## PROBLEM TO SOLVE
The required answer is an exact copy of every entry underneath.

## EXTRACTED RECORDS
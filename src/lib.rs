//! # ph5_motion
//!
//! Pythagorean-hodograph (PH) quintic curves and feed-rate planning along them.
//!
//! A PH curve's hodograph is the square of a complex polynomial, so its
//! speed is a polynomial and its arc length has an exact closed form. This
//! makes it cheap to move a tool along the curve at a planned velocity:
//! plan how arc length grows over time, then invert arc length back to the
//! curve parameter with a few Newton-Raphson steps per control tick.
//!
//! This library provides the following modules:
//! - `complex` for the complex number type used for points and vectors.
//! - `bernstein` for the Bernstein basis polynomials.
//! - `storage` for heap or fixed-capacity coefficient storage.
//! - `ph_curve` for the PH quintic spline and its position/speed/arc-length queries.
//! - `config` for the feed command (velocity limits, solver settings).
//! - `feed_plan` for classifying a motion into one of seven profile shapes.
//! - `feed_phase` for a single accelerate/cruise/decelerate phase.
//! - `ph_feed` for the feed profile and the time-to-parameter inversion.
//! - `feed_executor` for walking a feed profile in discrete ticks.
//!
//! ```
//! use ph5_motion::{Complex, Curve, FeedConfig, FeedProfile};
//!
//! // arc through (-1,1), (0,2), (1,1)
//! let z = [
//!     Complex::ZERO,
//!     Complex::new(1.124171968973597, 0.444771808762066),
//!     Complex::new(1.124171968973597, -0.444771808762066),
//! ];
//! let q = [Complex::new(-1.0, 1.0), Complex::new(0.0, 2.0), Complex::new(1.0, 1.0)];
//! let curve = Curve::new(&z, &q);
//! let feed = FeedProfile::new(&curve, FeedConfig::new(100.0, 0.01));
//!
//! let mut e = 0.0;
//! for k in 0..=100 {
//!     e = feed.ekt(e, k as f64 / 100.0);
//!     let _point = curve.r(e);
//! }
//! assert!(curve.r(e).approx_eq(Complex::new(1.0, 1.0), 1e-6));
//! ```

pub mod bernstein;
pub mod complex;
pub mod config;
pub mod error;
pub mod feed_executor;
pub mod feed_phase;
pub mod feed_plan;
pub mod ph_curve;
pub mod ph_feed;
pub mod storage;

// Re-export main structs for convenience:
pub use complex::Complex;
pub use config::FeedConfig;
pub use error::{CurveError, FeedError, StorageError};
pub use feed_executor::FeedExecutor;
pub use feed_phase::FeedPhase;
pub use feed_plan::{FeedPattern, FeedPlan};
pub use ph_curve::Curve;
pub use ph_feed::{FeedProfile, Inversion};
pub use storage::{Bounded, Embedded, Heap, Storage};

## ANSWER TO THIS EXERCISE
filename src/lib.rs
//! # ph5_motion
//!
//! Pythagorean-hodograph (PH) quintic curves and feed-rate planning along them.
//!
//! A PH curve's hodograph is the square of a complex polynomial, so its
//! speed is a polynomial and its arc length has an exact closed form. This
//! makes it cheap to move a tool along the curve at a planned velocity:
//! plan how arc length grows over time, then invert arc length back to the
//! curve parameter with a few Newton-Raphson steps per control tick.
//!
//! This library provides the following modules:
//! - `complex` for the complex number type used for points and vectors.
//! - `bernstein` for the Bernstein basis polynomials.
//! - `storage` for heap or fixed-capacity coefficient storage.
//! - `ph_curve` for the PH quintic spline and its position/speed/arc-length queries.
//! - `config` for the feed command (velocity limits, solver settings).
//! - `feed_plan` for classifying a motion into one of seven profile shapes.
//! - `feed_phase` for a single accelerate/cruise/decelerate phase.
//! - `ph_feed` for the feed profile and the time-to-parameter inversion.
//! - `feed_executor` for walking a feed profile in discrete ticks.
//!
//! ```
//! use ph5_motion::{Complex, Curve, FeedConfig, FeedProfile};
//!
//! // arc through (-1,1), (0,2), (1,1)
//! let z = [
//!     Complex::ZERO,
//!     Complex::new(1.124171968973597, 0.444771808762066),
//!     Complex::new(1.124171968973597, -0.444771808762066),
//! ];
//! let q = [Complex::new(-1.0, 1.0), Complex::new(0.0, 2.0), Complex::new(1.0, 1.0)];
//! let curve = Curve::new(&z, &q);
//! let feed = FeedProfile::new(&curve, FeedConfig::new(100.0, 0.01));
//!
//! let mut e = 0.0;
//! for k in 0..=100 {
//!     e = feed.ekt(e, k as f64 / 100.0);
//!     let _point = curve.r(e);
//! }
//! assert!(curve.r(e).approx_eq(Complex::new(1.0, 1.0), 1e-6));
//! ```

pub mod bernstein;
pub mod complex;
pub mod config;
pub mod error;
pub mod feed_executor;
pub mod feed_phase;
pub mod feed_plan;
pub mod ph_curve;
pub mod ph_feed;
pub mod storage;

// Re-export main structs for convenience:
pub use complex::Complex;
pub use config::FeedConfig;
pub use error::{CurveError, FeedError, StorageError};
pub use feed_executor::FeedExecutor;
pub use feed_phase::FeedPhase;
pub use feed_plan::{FeedPattern, FeedPlan};
pub use ph_curve::Curve;
pub use ph_feed::{FeedProfile, Inversion};
pub use storage::{Bounded, Embedded, Heap, Storage};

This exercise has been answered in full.